Tuesday, October 19, 2010
Short Story reading with Ray Bradbury
The Illustrated Man /Ray Bradbury
New York: Avon, 1997, c1951.
October Country / Ray BradburyNew York: Avon, 1999, c1955.
What better choice than Ray Bradbury's short stories for the RIP Challenge? I had these two books on my shelves just waiting for the right moment...and since I finished the second during last weekend's Readathon, I will share my impressions of both. They are both collections of stories first published in the late 40's and the 50's. The age of the stories does show a bit, especially in the way that the male main characters have a tendency toward casual dismissal of women as equal actors in life. It is of the time, but Bradbury does transcend the shortcomings of the era, generally.
First, The Illustrated Man. This collection contains some of the classic Bradbury stories, like "The Veldt". I enjoyed nearly every story in this book, some of which were new to me. Early on in the book comes a story called "Kaleidoscope", which is hauntingly Bradbury-ish. It is a brief tale of a group of men in space, whose rocket is damaged; they all end up floating out into the void. As this was a rather sudden accident, they are in their space suits but haven't had time to avail themselves of any means of propulsion. Thus they are all stuck on their various trajectories, floating further away from each other even while they can still communicate via headset. The matter-of-fact acceptance of certain death in conjunction with the mundane banter they share -- no deep final words shared here -- is quite a combination. Some memorable images and writing in this one.

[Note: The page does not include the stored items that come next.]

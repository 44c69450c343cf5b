// SPDX-License-Identifier: MIT
// CPU cell scaler built on fast_image_resize (SIMD-accelerated).
// RGBA8 in → RGBA8 out, direct write into caller-provided dst buffer.

use fast_image_resize as fir;
use fir::images::{TypedImage, TypedImageRef};
use fir::pixels::U8x4;
use fir::{ResizeOptions, Resizer};

use crate::presets::{build_cell_plan, CellPlan, Resample, Size};

#[derive(Debug)]
pub enum ScaleError {
    EmptySource,
    SourceTooSmall,
    BufferTooSmall,
    Fir(fir::ResizeError),
    ImageBuf(fir::ImageBufferError),
}

impl From<fir::ResizeError> for ScaleError { fn from(e: fir::ResizeError) -> Self { Self::Fir(e) } }
impl From<fir::ImageBufferError> for ScaleError { fn from(e: fir::ImageBufferError) -> Self { Self::ImageBuf(e) } }

impl std::fmt::Display for ScaleError {
    fn fmt(&self, f: &mut std::fmt::Formatter<'_>) -> std::fmt::Result {
        match self {
            ScaleError::EmptySource => write!(f, "Source image has zero width or height"),
            ScaleError::SourceTooSmall => write!(f, "Source buffer shorter than its declared size"),
            ScaleError::BufferTooSmall => write!(f, "Output buffer too small"),
            ScaleError::Fir(e) => write!(f, "Fast image resize error: {}", e),
            ScaleError::ImageBuf(e) => write!(f, "Image buffer error: {}", e),
        }
    }
}

impl std::error::Error for ScaleError {
    fn source(&self) -> Option<&(dyn std::error::Error + 'static)> {
        match self {
            ScaleError::Fir(e) => Some(e),
            ScaleError::ImageBuf(e) => Some(e),
            _ => None,
        }
    }
}

/// Main scaling entry point.
/// `src_rgba` must be tightly packed, `plan.input.w * plan.input.h * 4` bytes.
/// `dst` must hold at least `plan.out.w * plan.out.h * 4` bytes (RGBA).
pub fn scale_rgba_cpu(
    resizer: &mut Resizer,
    src_rgba: &[u8],
    plan: &CellPlan,
    dst: &mut [u8],
) -> Result<(), ScaleError> {
    if plan.input.is_empty() {
        return Err(ScaleError::EmptySource);
    }
    let src_len = plan.input.rgba_len();
    if src_rgba.len() < src_len {
        return Err(ScaleError::SourceTooSmall);
    }
    let dst_len = plan.out.rgba_len();
    if dst.len() < dst_len {
        return Err(ScaleError::BufferTooSmall);
    }

    if plan.is_identity() {
        dst[..dst_len].copy_from_slice(&src_rgba[..src_len]);
        return Ok(());
    }

    let src_view = TypedImageRef::<U8x4>::from_buffer(plan.input.w, plan.input.h, &src_rgba[..src_len])?;
    let mut dst_image = TypedImage::<U8x4>::from_buffer(plan.out.w, plan.out.h, &mut dst[..dst_len])?;

    // Alpha-aware: transparent source pixels must not bleed colour into
    // their opaque neighbours.
    let opts = ResizeOptions::new()
        .resize_alg(plan.resample.to_alg())
        .use_alpha(true);

    resizer.resize_typed::<U8x4>(&src_view, &mut dst_image, &opts)?;
    Ok(())
}

/// Scale a tightly packed RGBA source into a freshly allocated
/// `cell_side × cell_side` buffer.
pub fn scale_to_cell(
    resizer: &mut Resizer,
    src_rgba: &[u8],
    src: Size,
    cell_side: u32,
    resample: Resample,
) -> Result<Vec<u8>, ScaleError> {
    let plan = build_cell_plan(src, cell_side, resample);
    let mut out = vec![0u8; plan.out.rgba_len()];
    scale_rgba_cpu(resizer, src_rgba, &plan, &mut out)?;
    Ok(out)
}

#[cfg(test)]
mod tests {
    use super::*;

    fn solid(size: Size, px: [u8; 4]) -> Vec<u8> {
        let mut buf = vec![0u8; size.rgba_len()];
        for p in buf.chunks_exact_mut(4) {
            p.copy_from_slice(&px);
        }
        buf
    }

    #[test]
    fn test_downscale_solid_colour() {
        let mut resizer = Resizer::new();
        let src = solid(Size { w: 8, h: 4 }, [255, 0, 0, 255]);
        let out = scale_to_cell(&mut resizer, &src, Size { w: 8, h: 4 }, 4, Resample::Lanczos3).unwrap();
        assert_eq!(out.len(), 4 * 4 * 4);
        for p in out.chunks_exact(4) {
            assert!(p[0] >= 254, "red channel drifted: {:?}", p);
            assert!(p[1] <= 1 && p[2] <= 1, "unexpected colour: {:?}", p);
            assert!(p[3] >= 254, "alpha drifted: {:?}", p);
        }
    }

    #[test]
    fn test_nearest_upscale_is_exact() {
        let mut resizer = Resizer::new();
        // 2x1: left green, right blue
        let mut src = Vec::new();
        src.extend_from_slice(&[0, 255, 0, 255]);
        src.extend_from_slice(&[0, 0, 255, 255]);
        let out = scale_to_cell(&mut resizer, &src, Size { w: 2, h: 1 }, 4, Resample::Nearest).unwrap();
        for row in out.chunks_exact(16) {
            assert_eq!(&row[0..4], &[0, 255, 0, 255]);
            assert_eq!(&row[12..16], &[0, 0, 255, 255]);
        }
    }

    #[test]
    fn test_identity_copies() {
        let mut resizer = Resizer::new();
        let src: Vec<u8> = (0..(3 * 3 * 4)).map(|v| v as u8).collect();
        let out = scale_to_cell(&mut resizer, &src, Size::square(3), 3, Resample::Lanczos3).unwrap();
        assert_eq!(out, src);
    }

    #[test]
    fn test_buffer_checks() {
        let mut resizer = Resizer::new();
        let plan = build_cell_plan(Size::square(4), 2, Resample::Bilinear);

        let mut small = vec![0u8; 4];
        let src = solid(Size::square(4), [1, 2, 3, 4]);
        assert!(matches!(
            scale_rgba_cpu(&mut resizer, &src, &plan, &mut small),
            Err(ScaleError::BufferTooSmall)
        ));

        let mut dst = vec![0u8; plan.out.rgba_len()];
        assert!(matches!(
            scale_rgba_cpu(&mut resizer, &src[..8], &plan, &mut dst),
            Err(ScaleError::SourceTooSmall)
        ));

        let empty = build_cell_plan(Size { w: 0, h: 4 }, 2, Resample::Bilinear);
        assert!(matches!(
            scale_rgba_cpu(&mut resizer, &[], &empty, &mut dst),
            Err(ScaleError::EmptySource)
        ));
    }
}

October Country wasn't as enjoyable. The stories felt more dated, more of the "b-list" of his writing. But perhaps that was just because they were mainly horror stories, while I really enjoy his space/science fiction-y stories more. There were certainly still moments of Bradbury greatness, but I found the hillbilly lingo in one story, and the representation of women in a couple of others, quite offputting. The opening story was strong, in which a dwarf spends much time looking at his regular sized self in a funhouse mirror, only to be thwarted at the end - very dark and sad somehow. And perhaps since I read it all in one day I didn't give myself enough time to linger with some of the atmosphere created by each story. Even so, this book does include two stories I really love, "Uncle Einar" and "Homecoming". Homecoming is now in picture book format, illustrated by Dave McKean, as well.
The Illustrated Man was my preferred collection, but in all cases, Bradbury is always a favourite, and there is always something to enjoy in his work. Very suitable to this time of year, and so many other stories still to read, even younger-audience books like The Halloween Tree.
I'm interested to find out whether others also read him, and if so, do you have a favourite Bradbury story? I think my favourite stories are "All Summer in a Day" (unforgettable) and "There will come soft rains" -- although it is hard to narrow it down.